[DATA FOR THIS EXERCISE — start]
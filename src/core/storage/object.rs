//! Storage backend over any [`ObjectStore`].
//!
//! Used with `LocalFileSystem` for development (the server exposes the
//! directory under `/audio`) and with `InMemory` in tests. Such stores have no
//! ACLs; "public" means the object exists under a prefix someone else serves.

use std::path::Path;
use std::sync::Arc;

use async_trait::async_trait;
use bytes::Bytes;
use object_store::local::LocalFileSystem;
use object_store::memory::InMemory;
use object_store::{Error as ObjectStoreError, ObjectStore, PutPayload, path::Path as ObjectPath};
use tracing::{debug, info};

use super::{StorageBackend, StorageError, StorageResult, validate_key};

pub struct ObjectStoreStorage {
    store: Arc<dyn ObjectStore>,
    public_base_url: String,
}

impl std::fmt::Debug for ObjectStoreStorage {
    fn fmt(&self, f: &mut std::fmt::Formatter<'_>) -> std::fmt::Result {
        f.debug_struct("ObjectStoreStorage")
            .field("store", &self.store.to_string())
            .field("public_base_url", &self.public_base_url)
            .finish()
    }
}

impl ObjectStoreStorage {
    pub fn new(store: Arc<dyn ObjectStore>, public_base_url: impl Into<String>) -> Self {
        Self {
            store,
            public_base_url: public_base_url.into().trim_end_matches('/').to_string(),
        }
    }

    /// Store rooted at `dir`, which must already exist.
    pub fn local(dir: impl AsRef<Path>, public_base_url: impl Into<String>) -> StorageResult<Self> {
        let dir = dir.as_ref();
        let store = LocalFileSystem::new_with_prefix(dir).map_err(|e| {
            StorageError::WriteFailed(format!(
                "cannot use {} as audio directory: {e}",
                dir.display()
            ))
        })?;
        Ok(Self::new(Arc::new(store), public_base_url))
    }

    pub fn in_memory(public_base_url: impl Into<String>) -> Self {
        Self::new(Arc::new(InMemory::new()), public_base_url)
    }

    pub fn store(&self) -> &Arc<dyn ObjectStore> {
        &self.store
    }

    fn path(key: &str) -> StorageResult<ObjectPath> {
        validate_key(key)?;
        ObjectPath::parse(key).map_err(|e| StorageError::InvalidKey(e.to_string()))
    }
}

#[async_trait]
impl StorageBackend for ObjectStoreStorage {
    /// `content_type` is not recorded; local stores reject attributes and
    /// whoever serves the prefix derives it from the extension.
    async fn save(&self, key: &str, bytes: Bytes, content_type: &str) -> StorageResult<()> {
        let path = Self::path(key)?;
        let size = bytes.len();
        self.store
            .put(&path, PutPayload::from(bytes))
            .await
            .map_err(|e| StorageError::WriteFailed(e.to_string()))?;
        info!(key = %key, size, content_type, "Object stored");
        Ok(())
    }

    async fn make_public(&self, key: &str) -> StorageResult<()> {
        let path = Self::path(key)?;
        match self.store.head(&path).await {
            Ok(meta) => {
                debug!(key = %key, size = meta.size, "Object is servable");
                Ok(())
            }
            Err(ObjectStoreError::NotFound { .. }) => Err(StorageError::NotFound(key.to_string())),
            Err(e) => Err(StorageError::VisibilityFailed(e.to_string())),
        }
    }

    fn public_url(&self, key: &str) -> String {
        format!("{}/{}", self.public_base_url, key)
    }

    fn name(&self) -> &'static str {
        "object_store"
    }
}
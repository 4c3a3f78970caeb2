//! HTTP request handlers
//!
//! - `api` - Health check endpoint
//! - `send_message` - Text-to-speech synthesis and publishing

pub mod api;
pub mod send_message;
use axum::{
    Router,
    routing::{get, post},
};
use std::sync::Arc;
use tower_http::{services::ServeDir, trace::TraceLayer};

use crate::config::StorageBackendKind;
use crate::handlers::{api, send_message};
use crate::state::AppState;

pub fn create_api_router(state: &AppState) -> Router<Arc<AppState>> {
    let router = Router::new()
        .route("/", get(api::health_check))
        .route("/send_message", post(send_message::send_message));

    // Local audio is served from the same origin as the API
    let router = match state.config.storage_backend {
        StorageBackendKind::Local => {
            router.nest_service("/audio", ServeDir::new(&state.config.audio_dir))
        }
        StorageBackendKind::Gcs => router,
    };

    router.layer(TraceLayer::new_for_http())
}
impl ProtocolSession {
    pub fn new(script: TurnScript, options: SessionOptions) -> Self {
        Self {
            state: SessionState::Connecting,
            script,
            options,
            turn: TurnAccumulator::default(),
        }
    }

    pub fn state(&self) -> SessionState {
        self.state
    }

    pub fn script(&self) -> &TurnScript {
        &self.script
    }

    /// The live accumulator.
    pub fn current_turn(&self) -> &TurnAccumulator {
        &self.turn
    }

    /// Messages to send once the connection is open.
    ///
    /// Moves `Connecting` to `AwaitingTurnResponse(0)`.
    pub fn on_connected(&mut self) -> Result<Vec<ClientEvent>, SynthesisError> {
        if self.state != SessionState::Connecting {
            return Err(SynthesisError::Protocol(format!(
                "connection opened in state {:?}",
                self.state
            )));
        }

        let mut events = Vec::with_capacity(3);
        if self.options.session_update {
            events.push(ClientEvent::session_update(self.options.voice.as_deref()));
        }
        events.extend(self.turn_requests(0)?);

        self.turn = TurnAccumulator::default();
        self.state = SessionState::AwaitingTurnResponse(0);
        info!(turns = self.script.len(), "Realtime session started");
        Ok(events)
    }

    /// Apply one inbound event.
    pub fn handle_event(&mut self, event: ServerEvent) -> SessionAction {
        let index = match self.state {
            SessionState::AwaitingTurnResponse(index) => index,
            SessionState::TerminatingSuccess | SessionState::TerminatingError => {
                debug!(event = %event.kind(), "Ignoring event after termination");
                return SessionAction::Continue;
            }
            SessionState::Connecting => {
                if let ServerEvent::Other(kind) = &event {
                    debug!(event = %kind, "Ignoring event before session start");
                    return SessionAction::Continue;
                }
                return self.fail(SynthesisError::Protocol(format!(
                    "received {} before the session started",
                    event.kind()
                )));
            }
        };

        match event {
            ServerEvent::AudioDelta(bytes) => {
                match self.turn.pcm.append(&bytes) {
                    Ok(added) => {
                        debug!(turn = index, samples = added, "Audio delta");
                        SessionAction::Continue
                    }
                    Err(e) => self.fail(SynthesisError::Protocol(e.to_string())),
                }
            }
            ServerEvent::TranscriptDelta(text) => {
                self.turn.transcript.push_str(&text);
                SessionAction::Continue
            }
            ServerEvent::TranscriptDone(text) => {
                self.turn.transcript = text;
                SessionAction::Continue
            }
            ServerEvent::AudioDone => {
                debug!(
                    turn = index,
                    samples = self.turn.sample_count(),
                    "Audio stream finished"
                );
                SessionAction::Continue
            }
            ServerEvent::Error { message } => {
                warn!(turn = index, %message, "Realtime service reported an error");
                self.fail(SynthesisError::remote(message))
            }
            ref done @ ServerEvent::TurnDone { .. } if done.is_content_filtered() => {
                warn!(turn = index, "Turn rejected by content filter");
                self.fail(SynthesisError::content_filter())
            }
            ServerEvent::TurnDone {
                status,
                reason,
                error,
            } => {
                if status != STATUS_COMPLETED {
                    let detail = error.or(reason).unwrap_or_else(|| "no details".to_string());
                    return self.fail(SynthesisError::remote(format!(
                        "turn ended with status {status} ({detail})"
                    )));
                }
                self.complete_turn(index)
            }
            ServerEvent::Other(kind) => {
                debug!(turn = index, event = %kind, "Ignoring event");
                SessionAction::Continue
            }
        }
    }

    /// The connection closed or errored. Returns the error to report if the
    /// session had not already terminated.
    pub fn on_transport_closed(&mut self, detail: &str) -> Option<SynthesisError> {
        if self.state.is_terminal() {
            return None;
        }
        let stage = match self.state {
            SessionState::Connecting => "before the session started".to_string(),
            SessionState::AwaitingTurnResponse(i) => format!("during turn {i}"),
            _ => String::new(),
        };
        self.state = SessionState::TerminatingError;
        self.turn = TurnAccumulator::default();
        Some(SynthesisError::Transport(format!(
            "connection closed {stage}: {detail}"
        )))
    }

    /// A frame that could not be decoded. Returns the error to report if the
    /// session had not already terminated.
    pub fn on_malformed_frame(&mut self, detail: impl Into<String>) -> Option<SynthesisError> {
        if self.state.is_terminal() {
            return None;
        }
        match self.fail(SynthesisError::Protocol(detail.into())) {
            SessionAction::Fail(error) => Some(error),
            _ => None,
        }
    }

    /// The caller abandoned the request. Returns false if already terminal.
    pub fn cancel(&mut self) -> bool {
        if self.state.is_terminal() {
            return false;
        }
        self.state = SessionState::TerminatingError;
        self.turn = TurnAccumulator::default();
        true
    }

    /// Publishing the final turn failed after the session had succeeded.
    pub fn record_publish_failure(&mut self) {
        if self.state == SessionState::TerminatingSuccess {
            self.state = SessionState::TerminatingError;
        }
    }

    fn complete_turn(&mut self, index: usize) -> SessionAction {
        if !self.script.is_final(index) {
            let discarded = self.turn.sample_count();
            self.turn = TurnAccumulator::default();
            let next = index + 1;
            return match self.turn_requests(next) {
                Ok(events) => {
                    self.state = SessionState::AwaitingTurnResponse(next);
                    info!(
                        turn = next,
                        discarded_samples = discarded,
                        "Advancing to next turn"
                    );
                    SessionAction::Send(events)
                }
                Err(e) => self.fail(e),
            };
        }

        let finished = std::mem::take(&mut self.turn);
        let sample_count = finished.pcm.len();
        let transcript = finished.transcript;
        match encode_default(&finished.pcm.into_samples()) {
            Ok(container) => {
                self.state = SessionState::TerminatingSuccess;
                info!(turn = index, samples = sample_count, "Final turn completed");
                SessionAction::Finalize(CompletedTurn {
                    container,
                    transcript,
                    sample_count,
                })
            }
            Err(e) => self.fail(SynthesisError::Protocol(format!(
                "failed to encode audio: {e}"
            ))),
        }
    }

    fn turn_requests(&self, index: usize) -> Result<Vec<ClientEvent>, SynthesisError> {
        let turn = self.script.turn(index).ok_or_else(|| {
            SynthesisError::Protocol(format!("turn {index} is not in the script"))
        })?;
        Ok(vec![
            ClientEvent::conversation_item(turn),
            ClientEvent::response_create(
                &self.options.response_instructions,
                self.options.voice.as_deref(),
            ),
        ])
    }

    fn fail(&mut self, error: SynthesisError) -> SessionAction {
        self.state = SessionState::TerminatingError;
        self.turn = TurnAccumulator::default();
        SessionAction::Fail(error)
    }
}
[DATA FOR THIS EXERCISE — finish]
WORK TASK: What is needed is each line from the records with the word "stage" in it.

WRITTEN ANSWER:
        let stage = match self.state {
            "connection closed {stage}: {detail}"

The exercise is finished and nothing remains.